The first one is that this code throws an error.

RuntimeError: Trying to backward through the graph a second time (or directly access saved tensors after they have already been freed). Saved intermediate values of the graph are freed when you call .backward() or autograd.grad(). Specify retain_graph=True if you need to backward through the graph a second time or if you need to access saved tensors after calling backward.

I don’t understand why it would be trying to backward through the same graph a second time? or am I directly accessing saved tensors after they were freed? I don’t understand why this happens.

The other issue is the following:

ellipsoid_axes.grad is None for my function. I believe the issue arises in

apply_ellipse_mask in the line
mask[r][c] = torch.where(0.9 < val < 1, torch.tensor(1.0), torch.tensor(0.0)). How can I fix this?

KFrank · September 24, 2024, 1:11am

Hi Cedric!

You have several problems here, but let me start with a core
conceptual issue:

In order to compute your ellipse-mismatch loss function, you
compare two zero-one mask images. The problem is that
such a loss function isn’t (usefully) differentiable. As you vary,
for example, ellipsoid_axes, some pixel will remain at zero
over some range and then discontinuously change to one,
where it will remain over some further range. The derivative
of that pixel with respect to ellipsoid_axes will be zero over
the ranges where the pixel is constant and undefined (or inf,
if you prefer) where the pixel jumps from zero to one.

Pytorch uses gradient descent to minimize loss functions, but
when your gradient is zero (almost) everywhere, gradient
descent doesn’t have the information it needs to know in which
direction in parameter space to move to make the loss function
smaller.

(If you were to use some other algorithm that could minimize
your non-differential loss function effectively, you would be
able to fit your ellipse reasonably well.)

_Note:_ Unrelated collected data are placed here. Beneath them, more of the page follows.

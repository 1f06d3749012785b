use clap::Parser;
use std::path::PathBuf;

/// Streaming dataflow runtime.
#[derive(Parser, Debug)]
#[command(name = "sluice", disable_version_flag = true)]
pub struct Args {
    /// Graph description to load (the parser's serialized AST).
    #[arg(short = 'F', value_name = "file")]
    pub graph_file: Option<PathBuf>,

    /// Re-arm the source set this many times before exiting.
    #[arg(short = 'l', value_name = "n", default_value_t = 1)]
    pub loop_count: u32,

    /// Redirect stderr to a file.
    #[arg(short = 'L', value_name = "file")]
    pub stderr_file: Option<PathBuf>,

    /// Skip the exit flush.
    #[arg(short = 'X')]
    pub no_exit_flush: bool,

    /// Seed for table hashing and deterministic compiles.
    #[arg(short = 's', value_name = "seed")]
    pub seed: Option<u32>,

    /// Dump the parse graph as graphviz and exit.
    #[arg(short = 'G', value_name = "file")]
    pub graphviz_pre: Option<PathBuf>,

    /// Dump the bound graph as graphviz after compile.
    #[arg(short = 'Z', value_name = "file")]
    pub graphviz_post: Option<PathBuf>,

    /// Graph config search path (also SLUICE_CONFIG_PATH).
    #[arg(short = 'C', value_name = "path")]
    pub config_path: Option<PathBuf>,

    /// Data-type library search path (also SLUICE_DATATYPE_PATH).
    #[arg(short = 'D', value_name = "path")]
    pub datatype_path: Option<PathBuf>,

    /// Module search path (also SLUICE_PROC_PATH).
    #[arg(short = 'P', value_name = "path")]
    pub proc_path: Option<PathBuf>,

    /// Alias table file (also SLUICE_ALIAS_PATH).
    #[arg(short = 'A', value_name = "file")]
    pub alias_path: Option<PathBuf>,

    /// Write a PID file for the run.
    #[arg(short = 'p', value_name = "file")]
    pub pid_file: Option<PathBuf>,

    /// Fail compile when a non-source node has no valid input.
    #[arg(short = 'r')]
    pub input_validate: bool,

    /// Verbose logging.
    #[arg(short = 'V')]
    pub verbose: bool,

    /// Keep loaded shared objects around for debuggers.
    #[arg(short = 'v')]
    pub keep_objects: bool,

    /// State-table statistics verbosity at teardown.
    #[arg(short = 't', value_name = "level", default_value_t = 0)]
    pub table_stats: u8,

    /// Pin worker n to core n + offset instead of automatic placement.
    #[arg(short = 'T', value_name = "n")]
    pub thread_offset: Option<usize>,

    /// Disable CPU pinning entirely.
    #[arg(short = 'W')]
    pub no_cpu_binding: bool,
}

#[cfg(test)]
mod tests {
    use super::*;

    #[test]
    fn parses_the_full_flag_surface() {
        let args = Args::parse_from([
            "sluice", "-F", "graph.json", "-l", "3", "-X", "-s", "7", "-r", "-V", "-t", "2",
            "-T", "1", "-W",
        ]);
        assert_eq!(args.graph_file, Some(PathBuf::from("graph.json")));
        assert_eq!(args.loop_count, 3);
        assert!(args.no_exit_flush);
        assert_eq!(args.seed, Some(7));
        assert!(args.input_validate);
        assert!(args.verbose);
        assert_eq!(args.table_stats, 2);
        assert_eq!(args.thread_offset, Some(1));
        assert!(args.no_cpu_binding);
    }
}
//! `tag` attaches one or more labels to every record passing through.

use crate::env::Env;
use crate::errors::CompileError;
use crate::graph::{OutList, OutRef};
use crate::module::{InitCtx, Instance, Module, ModuleStats, ProcHandler};
use crate::scheduler::Forwarder;
use sluice_types::dtype::TypeId;
use sluice_types::label::LabelId;
use sluice_types::types::Record;

pub struct Tag;

impl Module for Tag {
    fn name(&self) -> &'static str {
        "tag"
    }

    fn aliases(&self) -> &'static [&'static str] {
        &["label"]
    }

    fn init(&self, ctx: &mut InitCtx) -> Result<Box<dyn Instance>, CompileError> {
        if ctx.args.is_empty() {
            return Err(CompileError::BadArgument {
                node: ctx.handle.clone(),
                reason: "tag requires at least one label".into(),
            });
        }
        Ok(Box::new(TagInstance {
            names: ctx.args.to_vec(),
            labels: Vec::new(),
            out: None,
            stats: ModuleStats::default(),
        }))
    }
}

struct TagInstance {
    names: Vec<String>,
    labels: Vec<LabelId>,
    out: Option<OutRef>,
    stats: ModuleStats,
}

impl Instance for TagInstance {
    fn input_set(
        &mut self,
        dtype: TypeId,
        _port: Option<LabelId>,
        out: &mut OutList,
        _slot: u32,
        env: &mut Env,
    ) -> Option<ProcHandler> {
        if dtype == env.flush_type() {
            return None;
        }
        self.labels = self.names.iter().map(|n| env.labels.register(n)).collect();
        self.out = Some(out.add_outtype(dtype, None));
        Some(0)
    }

    fn process(
        &mut self,
        _handler: ProcHandler,
        record: &Record,
        out: &mut Forwarder,
        _slot: u32,
    ) -> usize {
        self.stats.processed += 1;
        let Some(outref) = self.out else {
            return 0;
        };
        let mut tagged = record.clone();
        for label in &self.labels {
            tagged.add_label(*label);
        }
        out.emit(outref, tagged);
        self.stats.emitted += 1;
        1
    }

    fn destroy(&mut self) -> ModuleStats {
        self.stats
    }
}
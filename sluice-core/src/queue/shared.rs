//! Bounded cross-thread queue with two variants resolved after graph
//! compile: a lock-free MPSC queue for the general case, and a cheaper
//! single-producer ring chosen when only one thread writes to a
//! consumer.
//!
//! Per-producer push order is preserved by both variants; ordering
//! across producers is not guaranteed.

use crate::graph::SubId;
use crate::SHARED_QUEUE_RETRY_LIMIT;
use crossbeam::queue::ArrayQueue;
use crossbeam::utils::{Backoff, CachePadded};
use sluice_types::types::Record;
use std::cell::UnsafeCell;
use std::sync::atomic::{AtomicUsize, Ordering};

/// One external delivery: a record bound for a specific subscriber.
#[derive(Clone, Debug)]
pub struct SharedEntry {
    pub record: Record,
    pub sub: SubId,
}

/// Single-producer single-reader ring. The writer owns `tail`, the
/// reader owns `head`; each observes the other side with an acquire
/// load before touching a slot.
///
/// Safety invariant: exactly one thread pushes and exactly one thread
/// pops. The compiler's queue demotion step guarantees this by only
/// selecting the ring when the distinct-writer set has cardinality <= 1.
pub struct SpscRing {
    slots: Box<[UnsafeCell<Option<SharedEntry>>]>,
    head: CachePadded<AtomicUsize>,
    tail: CachePadded<AtomicUsize>,
    len: AtomicUsize,
}

unsafe impl Send for SpscRing {}
unsafe impl Sync for SpscRing {}

impl SpscRing {
    pub fn new(capacity: usize) -> Self {
        assert!(capacity >= 2, "ring needs at least one usable slot");
        let slots = (0..capacity)
            .map(|_| UnsafeCell::new(None))
            .collect::<Vec<_>>()
            .into_boxed_slice();
        Self {
            slots,
            head: CachePadded::new(AtomicUsize::new(0)),
            tail: CachePadded::new(AtomicUsize::new(0)),
            len: AtomicUsize::new(0),
        }
    }

    pub fn try_push(&self, entry: SharedEntry) -> Result<(), SharedEntry> {
        let tail = self.tail.load(Ordering::Relaxed);
        let next = (tail + 1) % self.slots.len();
        if next == self.head.load(Ordering::Acquire) {
            return Err(entry);
        }
        unsafe {
            *self.slots[tail].get() = Some(entry);
        }
        self.len.fetch_add(1, Ordering::Relaxed);
        self.tail.store(next, Ordering::Release);
        Ok(())
    }

    pub fn try_pop(&self) -> Option<SharedEntry> {
        let head = self.head.load(Ordering::Relaxed);
        if head == self.tail.load(Ordering::Acquire) {
            return None;
        }
        let entry = unsafe { (*self.slots[head].get()).take() };
        self.len.fetch_sub(1, Ordering::Relaxed);
        self.head.store((head + 1) % self.slots.len(), Ordering::Release);
        entry
    }

    pub fn len(&self) -> usize {
        self.len.load(Ordering::Relaxed)
    }
}

/// Bounded cross-thread queue, MPSC by default, demoted to SPSC after
/// compile when only one thread writes to it.
pub enum SharedQueue {
    Mpsc(ArrayQueue<SharedEntry>),
    Spsc(SpscRing),
}

impl SharedQueue {
    pub fn mpsc(capacity: usize) -> Self {
        SharedQueue::Mpsc(ArrayQueue::new(capacity))
    }

    pub fn spsc(capacity: usize) -> Self {
        // One ring slot is sacrificed to distinguish full from empty.
        SharedQueue::Spsc(SpscRing::new(capacity + 1))
    }

    pub fn is_spsc(&self) -> bool {
        matches!(self, SharedQueue::Spsc(_))
    }

    pub fn try_push(&self, entry: SharedEntry) -> Result<(), SharedEntry> {
        match self {
            SharedQueue::Mpsc(q) => q.push(entry),
            SharedQueue::Spsc(q) => q.try_push(entry),
        }
    }

    /// Bounded-retry push: up to [`SHARED_QUEUE_RETRY_LIMIT`] attempts,
    /// yielding between. Returns the entry on exhaustion so the caller
    /// can fail over or keep spinning.
    pub fn push(&self, entry: SharedEntry) -> Result<(), SharedEntry> {
        let backoff = Backoff::new();
        let mut entry = entry;
        for _ in 0..=SHARED_QUEUE_RETRY_LIMIT {
            match self.try_push(entry) {
                Ok(()) => return Ok(()),
                Err(back) => entry = back,
            }
            backoff.snooze();
        }
        Err(entry)
    }

    pub fn try_pop(&self) -> Option<SharedEntry> {
        match self {
            SharedQueue::Mpsc(q) => q.pop(),
            SharedQueue::Spsc(q) => q.try_pop(),
        }
    }

    /// Blocking pop, spinning with backoff until an entry arrives.
    pub fn pop(&self) -> SharedEntry {
        let backoff = Backoff::new();
        loop {
            if let Some(entry) = self.try_pop() {
                return entry;
            }
            backoff.snooze();
        }
    }

    pub fn len(&self) -> usize {
        match self {
            SharedQueue::Mpsc(q) => q.len(),
            SharedQueue::Spsc(q) => q.len(),
        }
    }

    pub fn is_empty(&self) -> bool {
        self.len() == 0
    }
}

#[cfg(test)]
mod tests {
    use super::*;
    use sluice_types::dtype::TypeId;
    use sluice_types::types::{Field, Record};
    use std::sync::Arc;

    fn entry(v: u64) -> SharedEntry {
        SharedEntry {
            record: Record::with_fields(TypeId(0), vec![Field::UInt(v)]),
            sub: SubId(0),
        }
    }

    fn value(e: &SharedEntry) -> u64 {
        e.record.fields()[0].as_uint().unwrap()
    }

    #[test]
    fn spsc_preserves_fifo_and_bounds() {
        let q = SharedQueue::spsc(4);
        for i in 0..4 {
            q.try_push(entry(i)).unwrap();
        }
        assert!(q.try_push(entry(99)).is_err());
        for i in 0..4 {
            assert_eq!(value(&q.try_pop().unwrap()), i);
        }
        assert!(q.try_pop().is_none());
    }

    #[test]
    fn mpsc_bounded_push_gives_entry_back() {
        let q = SharedQueue::mpsc(2);
        q.push(entry(1)).unwrap();
        q.push(entry(2)).unwrap();
        let back = q.push(entry(3)).unwrap_err();
        assert_eq!(value(&back), 3);
        assert_eq!(q.len(), 2);
    }

    #[test]
    fn spsc_cross_thread_order() {
        let q = Arc::new(SharedQueue::spsc(8));
        let producer = {
            let q = q.clone();
            std::thread::spawn(move || {
                for i in 0..1000u64 {
                    let mut e = entry(i);
                    loop {
                        match q.try_push(e) {
                            Ok(()) => break,
                            Err(back) => {
                                e = back;
                                std::thread::yield_now();
                            }
                        }
                    }
                }
            })
        };
        let mut seen = Vec::with_capacity(1000);
        while seen.len() < 1000 {
            if let Some(e) = q.try_pop() {
                seen.push(value(&e));
            }
        }
        producer.join().unwrap();
        assert_eq!(seen, (0..1000).collect::<Vec<_>>());
    }
}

You could make your current general scheme work by letting
your “masked” pixel values vary continuously from zero to
one as you cross your 0.9 < val < 1 boundaries. Then your
MSELoss loss function would end up being differentiable, and
gradient descent would work to optimize it.

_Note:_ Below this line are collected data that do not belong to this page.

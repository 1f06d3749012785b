//! `seq` is a source emitting an integer sequence, one record per poll
//! (or the whole range at once with `-b`).

use crate::env::Env;
use crate::errors::CompileError;
use crate::graph::{OutList, OutRef};
use crate::module::{InitCtx, Instance, Module, ModuleStats, ProcHandler, SOURCE_HANDLER};
use crate::scheduler::Forwarder;
use sluice_types::dtype::TypeId;
use sluice_types::label::LabelId;
use sluice_types::types::{Field, Record};

pub struct Seq;

impl Module for Seq {
    fn name(&self) -> &'static str {
        "seq"
    }

    fn init(&self, ctx: &mut InitCtx) -> Result<Box<dyn Instance>, CompileError> {
        let mut count = 10u64;
        let mut burst = false;
        let mut iter = ctx.args.iter();
        while let Some(arg) = iter.next() {
            match arg.as_str() {
                "-n" => {
                    let value = iter.next().ok_or_else(|| CompileError::BadArgument {
                        node: ctx.handle.clone(),
                        reason: "-n requires a count".into(),
                    })?;
                    count = value.parse().map_err(|_| CompileError::BadArgument {
                        node: ctx.handle.clone(),
                        reason: format!("bad count `{value}`"),
                    })?;
                }
                "-b" => burst = true,
                other => {
                    return Err(CompileError::BadArgument {
                        node: ctx.handle.clone(),
                        reason: format!("unknown option `{other}`"),
                    })
                }
            }
        }
        let out = ctx.sources.register_source(ctx.env.tuple_type());
        Ok(Box::new(SeqInstance {
            next: 0,
            count,
            burst,
            out,
            stats: ModuleStats::default(),
        }))
    }
}

struct SeqInstance {
    next: u64,
    count: u64,
    burst: bool,
    out: OutRef,
    stats: ModuleStats,
}

impl SeqInstance {
    fn emit_one(&mut self, out: &mut Forwarder) {
        let mut record = out.record(self.out);
        record.fields_mut().push(Field::UInt(self.next));
        out.emit(self.out, record);
        self.next += 1;
        self.stats.emitted += 1;
    }
}

impl Instance for SeqInstance {
    fn input_set(
        &mut self,
        _dtype: TypeId,
        _port: Option<LabelId>,
        _out: &mut OutList,
        _slot: u32,
        _env: &mut Env,
    ) -> Option<ProcHandler> {
        None
    }

    fn process(
        &mut self,
        handler: ProcHandler,
        _record: &Record,
        out: &mut Forwarder,
        _slot: u32,
    ) -> usize {
        if handler != SOURCE_HANDLER || self.next >= self.count {
            return 0;
        }
        if self.burst {
            let mut emitted = 0;
            while self.next < self.count {
                self.emit_one(out);
                emitted += 1;
            }
            emitted
        } else {
            self.emit_one(out);
            1
        }
    }

    fn destroy(&mut self) -> ModuleStats {
        self.stats
    }
}
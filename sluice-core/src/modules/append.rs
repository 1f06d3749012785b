//! `append` suffixes every byte buffer with a fixed string. Built on
//! the buffer adapter.

use crate::errors::CompileError;
use crate::procbuffer::{BufferKid, BufferState};

pub struct AppendKid;

impl BufferKid for AppendKid {
    fn name(&self) -> &'static str {
        "append"
    }

    fn pass_not_found(&self) -> bool {
        true
    }

    fn init(&self, args: &[String]) -> Result<Box<dyn BufferState>, CompileError> {
        let suffix = args.first().cloned().unwrap_or_default();
        Ok(Box::new(AppendState {
            suffix: suffix.into_bytes(),
        }))
    }
}

struct AppendState {
    suffix: Vec<u8>,
}

impl BufferState for AppendState {
    fn decode(&mut self, buf: &[u8]) -> Option<Vec<u8>> {
        if self.suffix.is_empty() {
            return None;
        }
        let mut out = Vec::with_capacity(buf.len() + self.suffix.len());
        out.extend_from_slice(buf);
        out.extend_from_slice(&self.suffix);
        Some(out)
    }
}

You define several tensors incorrectly by initializing them with
requires_grad=True. ref_image is one of them.

As a general rule, you only want to set requires_grad=True
for tensors that you will be training (optimizing) and that
therefore need to have gradients with respect to them
computed.

In your case these would be ellipsoid_pos and ellipsoid_axes.

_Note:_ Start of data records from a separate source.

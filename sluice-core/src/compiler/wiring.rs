//! Subscriber wiring: a breadth-first walk from the sources that asks
//! each downstream node whether it accepts each upstream outtype,
//! builds the subscriber chains, records flush order, and tracks which
//! threads write into which shared queues.

use crate::env::Env;
use crate::errors::CompileError;
use crate::graph::{CompiledGraph, EdgeSpec, InputBinding, OutRef, SubId, Subscriber};
use crate::module::SourceKind;
use crate::runtime::RuntimeOptions;
use sluice_types::ahash::AHashSet;
use sluice_types::label::LabelId;
use sluice_types::log::debug;
use sluice_types::node::NodeId;
use std::collections::VecDeque;

#[derive(Clone, Copy, Debug, PartialEq, Eq)]
enum Wired {
    /// The destination does not accept this input.
    None,
    /// A new `(type, port)` binding was created.
    New(SubId),
    /// The binding already existed; `Some` when a fresh subscriber was
    /// still attached, `None` when it would have duplicated one.
    Existing(Option<SubId>),
}

struct Wiring<'a> {
    g: &'a mut CompiledGraph,
    env: &'a mut Env,
    opts: &'a RuntimeOptions,
    writer_sets: Vec<AHashSet<u16>>,
}

pub(crate) fn wire(
    g: &mut CompiledGraph,
    env: &mut Env,
    opts: &RuntimeOptions,
) -> Result<(), CompileError> {
    let ws = g.work_size as usize;
    let mut wiring = Wiring {
        g,
        env,
        opts,
        writer_sets: vec![AHashSet::new(); ws],
    };
    wiring.wire_from_sources()?;
    wiring.wire_monitors()?;

    let writer_sets = wiring.writer_sets;
    for (t, set) in writer_sets.into_iter().enumerate() {
        let mut writers: Vec<u16> = set.into_iter().collect();
        writers.sort_unstable();
        g.writers[t] = writers;
    }

    if opts.input_validate {
        for node in &g.nodes {
            if !node.input_valid && !node.is_source {
                return Err(CompileError::NoValidInput(node.handle.clone()));
            }
        }
    }
    Ok(())
}

impl<'a> Wiring<'a> {
    fn wire_from_sources(&mut self) -> Result<(), CompileError> {
        let mut next = VecDeque::new();
        for i in 0..self.g.sources.len() {
            let (src_node, kind) = {
                let s = &self.g.sources[i];
                (s.node, s.kind)
            };
            if kind != SourceKind::Source {
                continue;
            }
            self.flush_register(src_node, None)?;
            let thread = self.g.nodes[src_node.index()].thread;
            self.g.src_threads[thread.index()] = true;

            let edges = self.g.nodes[src_node.index()].edges.clone();
            for edge in &edges {
                if matches!(
                    self.wire_input(
                        OutRef::Source(i as u32),
                        edge.port,
                        edge.filter,
                        edge.dst,
                        Some(src_node),
                        false,
                    )?,
                    Wired::New(_)
                ) {
                    next.push_back(edge.dst);
                }
                self.flush_register(edge.dst, Some(src_node))?;
            }
        }
        while let Some(dst) = next.pop_front() {
            self.wire_from_instance(dst)?;
        }
        Ok(())
    }

    /// Wires everything downstream of one node. Revisits terminate
    /// because an already-known `(type, port)` binding never re-enqueues
    /// its destination, so graphs with cycles converge.
    fn wire_from_instance(&mut self, src: NodeId) -> Result<(), CompileError> {
        self.flush_register(src, None)?;
        let mut next = VecDeque::new();
        let edges = self.g.nodes[src.index()].edges.clone();
        for edge in &edges {
            if self.wire_datatypes(src, edge)? > 0 {
                debug!(
                    "wired edge {} -> {}",
                    self.g.nodes[src.index()].handle,
                    self.g.nodes[edge.dst.index()].handle
                );
                next.push_back(edge.dst);
            }
            self.flush_register(edge.dst, Some(src))?;
        }
        while let Some(dst) = next.pop_front() {
            self.wire_from_instance(dst)?;
        }
        Ok(())
    }

    /// Offers every outtype `src` has declared to the consumer behind
    /// `edge`. Returns how many newly-accepted bindings resulted. The
    /// outtype list is re-measured each round because a self-edge can
    /// grow it mid-walk.
    fn wire_datatypes(&mut self, src: NodeId, edge: &EdgeSpec) -> Result<usize, CompileError> {
        let mut newly = 0;
        let mut index = 0;
        while index < self.g.outlists[src.index()].outtypes.len() {
            let key = OutRef::Node {
                node: src,
                index: index as u32,
            };
            if matches!(
                self.wire_input(key, edge.port, edge.filter, edge.dst, Some(src), false)?,
                Wired::New(_)
            ) {
                newly += 1;
            }
            index += 1;
        }
        Ok(newly)
    }

    fn wire_input(
        &mut self,
        key: OutRef,
        port: Option<LabelId>,
        filter: Option<LabelId>,
        dst: NodeId,
        src: Option<NodeId>,
        flushmon: bool,
    ) -> Result<Wired, CompileError> {
        let (dtype, out_label) = {
            let ot = self.g.outtype(key);
            match ot.dtype {
                Some(d) => (d, ot.label),
                None => return Ok(Wired::None),
            }
        };
        if filter.is_some() && out_label.is_some() && filter != out_label {
            debug!(
                "source-label filter does not match emission label on {}",
                self.g.nodes[dst.index()].handle
            );
        }

        let di = dst.index();
        let local = match src {
            None => true,
            Some(s) => self.g.nodes[s.index()].thread == self.g.nodes[di].thread,
        };

        // An existing (type, port) binding is reused without asking the
        // module again.
        if let Some(binding) = self.g.nodes[di]
            .inputs
            .iter()
            .find(|b| b.dtype == dtype && b.port == port)
            .cloned()
        {
            let sub = Subscriber {
                node: dst,
                thread: self.g.nodes[di].thread,
                handler: binding.handler,
                slot: binding.slot,
                port,
                filter,
                next: None,
            };
            let attached = self.attach_unique(key, sub, local, src)?;
            return Ok(Wired::Existing(attached));
        }

        let slot = self.g.nodes[di].next_slot;
        let handler = {
            let instance = self.g.instances[di].as_mut().expect("instance bound");
            let outlist = &mut self.g.outlists[di];
            instance.input_set(dtype, port, outlist, slot, self.env)
        };

        let Some(handler) = handler else {
            // No acceptance; a source node is still a valid graph
            // member without one.
            return Ok(Wired::None);
        };

        if !flushmon {
            self.g.nodes[di].input_valid = true;
        }
        self.g.nodes[di].next_slot += 1;
        self.g.nodes[di].inputs.push(InputBinding {
            dtype,
            port,
            handler,
            slot,
        });
        let sub = Subscriber {
            node: dst,
            thread: self.g.nodes[di].thread,
            handler,
            slot,
            port,
            filter,
            next: None,
        };
        let id = self.attach(key, sub, local, src);
        Ok(Wired::New(id))
    }

    /// Attaches unless an identical subscriber already sits on the
    /// chain.
    fn attach_unique(
        &mut self,
        key: OutRef,
        sub: Subscriber,
        local: bool,
        src: Option<NodeId>,
    ) -> Result<Option<SubId>, CompileError> {
        let head = {
            let ot = self.g.outtype(key);
            if local {
                ot.local_head
            } else {
                ot.ext_head
            }
        };
        let mut cur = head;
        while let Some(sid) = cur {
            let existing = &self.g.subs[sid.index()];
            if existing.node == sub.node
                && existing.handler == sub.handler
                && existing.slot == sub.slot
                && existing.port == sub.port
                && existing.filter == sub.filter
            {
                debug!("duplicate subscriber on {}", self.g.nodes[sub.node.index()].handle);
                return Ok(None);
            }
            cur = existing.next;
        }
        Ok(Some(self.attach(key, sub, local, src)))
    }

    fn attach(&mut self, key: OutRef, mut sub: Subscriber, local: bool, src: Option<NodeId>) -> SubId {
        if !local {
            if let Some(s) = src {
                let writer = self.g.nodes[s.index()].thread.0;
                let reader = sub.thread.index();
                self.writer_sets[reader].insert(writer);
            }
        }
        let id = SubId(self.g.subs.len() as u32);
        {
            let ot = self.g.outtype_mut(key);
            let head = if local {
                &mut ot.local_head
            } else {
                &mut ot.ext_head
            };
            sub.next = *head;
            *head = Some(id);
        }
        self.g.subs.push(sub);
        id
    }

    /// Registers `inst` as a flush subscriber on first encounter; on a
    /// re-encounter, moves it to the tail of the flush order so a node
    /// that might still receive data flushes after its feeders.
    fn flush_register(
        &mut self,
        inst: NodeId,
        src_inst: Option<NodeId>,
    ) -> Result<(), CompileError> {
        if !self.g.nodes[inst.index()].flush_registered {
            self.g.nodes[inst.index()].flush_registered = true;
            match self.wire_input(OutRef::Flush, None, None, inst, src_inst, true)? {
                Wired::New(id) | Wired::Existing(Some(id)) => {
                    if self.opts.verbose {
                        debug!(
                            "registered flusher on {}",
                            self.g.nodes[inst.index()].handle
                        );
                    }
                    self.g.flush_order.push(id);
                }
                _ => {
                    if self.opts.verbose {
                        debug!(
                            "no flusher registered on {}",
                            self.g.nodes[inst.index()].handle
                        );
                    }
                }
            }
            return Ok(());
        }

        let len = self.g.flush_order.len();
        if len <= 1 {
            return Ok(());
        }
        let last = self.g.flush_order[len - 1];
        if self.g.subs[last.index()].node == inst {
            return Ok(());
        }
        let Some(pos) = self
            .g
            .flush_order
            .iter()
            .position(|sid| self.g.subs[sid.index()].node == inst)
        else {
            // Seen before, but never registered a flusher.
            return Ok(());
        };
        let moved = self.g.flush_order.remove(pos);
        debug!(
            "flush order: moving {} to the end",
            self.g.nodes[inst.index()].handle
        );
        self.g.flush_order.push(moved);
        Ok(())
    }

    fn wire_monitors(&mut self) -> Result<(), CompileError> {
        for i in 0..self.g.sources.len() {
            let (mon_node, kind) = {
                let s = &self.g.sources[i];
                (s.node, s.kind)
            };
            if kind != SourceKind::Monitor {
                continue;
            }
            for n in 0..self.g.nodes.len() {
                self.wire_input(
                    OutRef::Source(i as u32),
                    None,
                    None,
                    NodeId(n as u32),
                    Some(mon_node),
                    true,
                )?;
            }
        }
        Ok(())
    }
}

This error is sort of moot, but it’s worth understanding why it
occurs in your specific (incorrect) code.

You run:

ref_image = apply_ellipse_mask(torch.zeros(image_width, image_height, requires_grad=True), sphere_position, [sphere_radius, sphere_radius, sphere_radius])

once, outside of your optimization loop. The (unnamed) tensor
to which you apply apply_ellipse_mask() is defined with
requires_grad = True and therefore when you call
loss.backward(), autograd backpropagates through
the call to apply_ellipse_mask(), releasing the part of the
computation graph that connects ref_image to the unnamed
tensor. Because ref_image is computed only once, outside
of the optimization loop, that part of the graph is not rebuilt
and you get your backward-a-second-time error when
loss.backward() is called a second time in the second
iteration of your optimization loop.

This is correct. val is connected to ellipsoid_axes in
pytorch’s computation graph, but, because your torch.where()
is not (usefully) differentiable, mask[r][c] is not connected
to val. So backpropagation never reaches ellipsoid_axes
and its gradient is not set.

As outlined above, make your loss function (and all steps
that lead up to it) (usefully) differentiable and loss.backward()
will backpropagate to ellipsoid_axes and populate its
gradient.

Best.

K. Frank